Speech Recognition with Pocketsphinx


47 posts   Page 1 of 2   1, 2
by observing » Tue Jun 26, 2012 11:25 pm
I'm currently working on a project that requires speech recognition. Though I haven't completed it yet, I thought some of you might be interested in the fairly detailed steps I took to install Pocketsphinx on the RPi. The steps start with a clean image of Debian wheezy and end with continuous speech testing. You can find it at https://sites.google.com/site/observing ... spberry-pi
Posts: 43
Joined: Mon Feb 27, 2012 12:18 pm
by aonsquared » Thu Jun 28, 2012 9:01 pm
Thanks for this! Your instructions are quite good and clear. It at least gives an alternative to Julius (which I've written tutorials for in http://www.aonsquared.co.uk/raspi_voice_control) for speech recognition on the Raspberry Pi. Great possibilities!
Posts: 21
Joined: Sat Jan 28, 2012 6:40 pm
Location: Bristol, UK
by observing » Fri Jun 29, 2012 12:56 am
Actually, I used Julius for a windows version of my project (a universal remote control operated by speech commands) and liked it a lot. However, I think Pocketsphinx might be better suited for small systems like the RPi, so I'm giving it a try. The big hurdle is getting the audio input clean enough to get decent accuracy. The USB audio adapter I'm using does a great job under windows, so I know it's not the problem. I'm going to take another shot at using a Bluetooth headset and see if I can get better results.
Posts: 43
Joined: Mon Feb 27, 2012 12:18 pm
by ax206geek » Fri Jun 29, 2012 2:01 pm
I like to suggest another alternative: Google Speech API and off-load the recognition to google, here's a quick example:

Code: Select all
arecord -D plughw:1,0 -f cd -t wav -d 3 -r 16000 | flac - -f --best --sample-rate 16000 -o out.flac; wget -O - -o /dev/null --post-file out.flac --header="Content-Type: audio/x-flac; rate=16000" http://www.google.com/speech-api/v1/recognize?lang=en | sed -e 's/[{}]/''/g'


This came from here.

There's a C library libsprec but I'm still struggling with the dependencies on the r-pi.
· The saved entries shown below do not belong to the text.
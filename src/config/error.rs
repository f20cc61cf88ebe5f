//! Configuration error types.

use std::io;
use std::path::PathBuf;
use thiserror::Error;

/// A single invalid configuration value.
#[derive(Debug, Clone, Error, PartialEq)]
pub enum ConfigViolation {
    #[error("{field} must be greater than zero")]
    NotPositive { field: &'static str },

    #[error("{field} must be at most {max} seconds")]
    TooLarge { field: &'static str, max: u64 },

    #[error("{field} is not a valid http(s) URL: {value}")]
    InvalidUrl { field: &'static str, value: String },

    #[error("{set} is set but {missing} is not; HTTPS needs both")]
    Unpaired {
        set: &'static str,
        missing: &'static str,
    },
}

/// Errors that can occur while loading configuration
#[derive(Debug, Error)]
pub enum ConfigError {
    /// The configuration file could not be read
    #[error("failed to read config file {}: {source}", path.display())]
    Read {
        path: PathBuf,
        #[source]
        source: io::Error,
    },

    /// The file is not valid TOML for this schema
    #[error("failed to parse config: {0}")]
    Parse(#[from] toml::de::Error),

    /// One or more values failed validation; all of them are listed
    #[error("invalid configuration: {}", join(.0))]
    Invalid(Vec<ConfigViolation>),
}

fn join(violations: &[ConfigViolation]) -> String {
    violations
        .iter()
        .map(ToString::to_string)
        .collect::<Vec<_>>()
        .join("; ")
}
I would like to hear from others on the accuracy of this approach.
Posts: 52
Joined: Sat Jun 16, 2012 2:55 pm
by ax206geek » Sat Jun 30, 2012 2:35 pm
ax206geek wrote:I like to suggest another alternative: Google Speech API and off-load the recognition to google, here's a quick example:

I cleaned it up a little and posted it here

This is now good enough for executing simple voice commands like hostname and halt
Code: Select all
eval `gs_sp_to_txt.sh`


I'll order my r-pi to halt with it :D
Posts: 52
Joined: Sat Jun 16, 2012 2:55 pm
by mikerr » Tue Jul 24, 2012 10:39 am
Hmm got pocketsphinx compiled ok using the above instructions, but had ZERO success with word recognition.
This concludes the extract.